In future studies for the evaluation of the therapy of FMS, economic parameters must also be analyzed in order to perform diagnosis-related group (system to classify hospital cases into groups) cost calculations (in addition to clinical effects), especially regarding the costs associated with claims for outpatient and inpatient therapy for FMS. In doing so, the question should be addressed as to whether the use of innovative, integrative therapeutic methods can generate the potential for long-term savings.

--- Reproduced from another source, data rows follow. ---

//! Project identity resolution.

use std::{fs, path::Path};

use toml::Value;

/// Resolve a stable identifier for the build unit rooted at `project_root`.
///
/// The package name from the nearest `Cargo.toml` wins, walking up from the
/// project root and stopping at `.git`. When no manifest names a package,
/// the root directory's name is used instead.
pub fn project_identifier(project_root: &Path) -> String {
    if let Some(name) = manifest_package_name(project_root) {
        return name;
    }

    project_root
        .file_name()
        .map(|name| name.to_string_lossy().into_owned())
        .unwrap_or_else(|| "project".to_string())
}

fn manifest_package_name(start_dir: &Path) -> Option<String> {
    let mut current = start_dir.to_path_buf();

    loop {
        let manifest_path = current.join("Cargo.toml");
        if manifest_path.exists() {
            if let Some(name) = package_name_in(&manifest_path) {
                return Some(name);
            }
        }
        if current.join(".git").exists() {
            return None;
        }
        if !current.pop() {
            return None;
        }
    }
}

fn package_name_in(manifest_path: &Path) -> Option<String> {
    let content = fs::read_to_string(manifest_path).ok()?;
    let manifest: Value = content.parse().ok()?;

    manifest
        .get("package")?
        .get("name")?
        .as_str()
        .map(str::to_string)
}
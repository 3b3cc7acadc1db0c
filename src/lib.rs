//! Chronicle - aggregated test-story reporting
//!
//! Chronicle is a CLI tool and library for test-automation reporting. The
//! library resolves human-readable metadata for test scenarios (titles,
//! issue references, pending/ignored markers, tags); the CLI collects story
//! result files into an aggregated report directory and manages historical
//! report data.
//!
//! ## Module Structure
//!
//! - `cli`: Command-line interface layer (user-facing commands and output)
//! - `config`: Configuration file loading and parsing
//! - `formatting`: Issue-reference extraction from free text
//! - `metadata`: Metadata model and the per-suite provider interface
//! - `naming`: Scenario-name normalization
//! - `reports`: Report-generation collaborators and project identity
//! - `resolver`: Scenario metadata resolution facade

pub mod cli;
pub mod config;
pub mod formatting;
pub mod metadata;
pub mod naming;
pub mod reports;
pub mod resolver;
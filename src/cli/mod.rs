use std::process::ExitCode;

use anyhow::Result;
use clap::CommandFactory;

pub mod args;
pub mod commands;
mod exit_status;
mod report;

pub use args::{Arguments, Command};
pub use exit_status::ExitStatus;

pub fn run_cli(args: Arguments) -> Result<ExitCode> {
    let verbose = args.verbose();

    let Some(command) = args.command else {
        Arguments::command().print_help().ok();
        return Ok(ExitStatus::Success.into());
    };

    let result = match command {
        Command::Report(cmd) => commands::report::generate(cmd)?,
        Command::Clean(cmd) => commands::clean::clean(cmd)?,
        Command::Init => commands::init::init()?,
    };

    report::print(&result, verbose);

    Ok(result.exit_status().into())
}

In addition, observational studies are needed of mildly warm whole-body hyperthermia treatment of further diseases and disturbances of the musculoskeletal system and connective tissues in acute inpatient therapy of pain and rheumatic diseases with the inclusion of complementary medical procedures. The development of further improved therapies for treating FMS, as well as analysis of delivery methods of each modality and how they potentially influence one another and also the recidivism in different hospital settings, is necessary.
Acknowledgments
The authors would like to thank the anonymous reviewers for reviewing the paper.
Footnotes
Disclosure
The authors have no conflict of interest.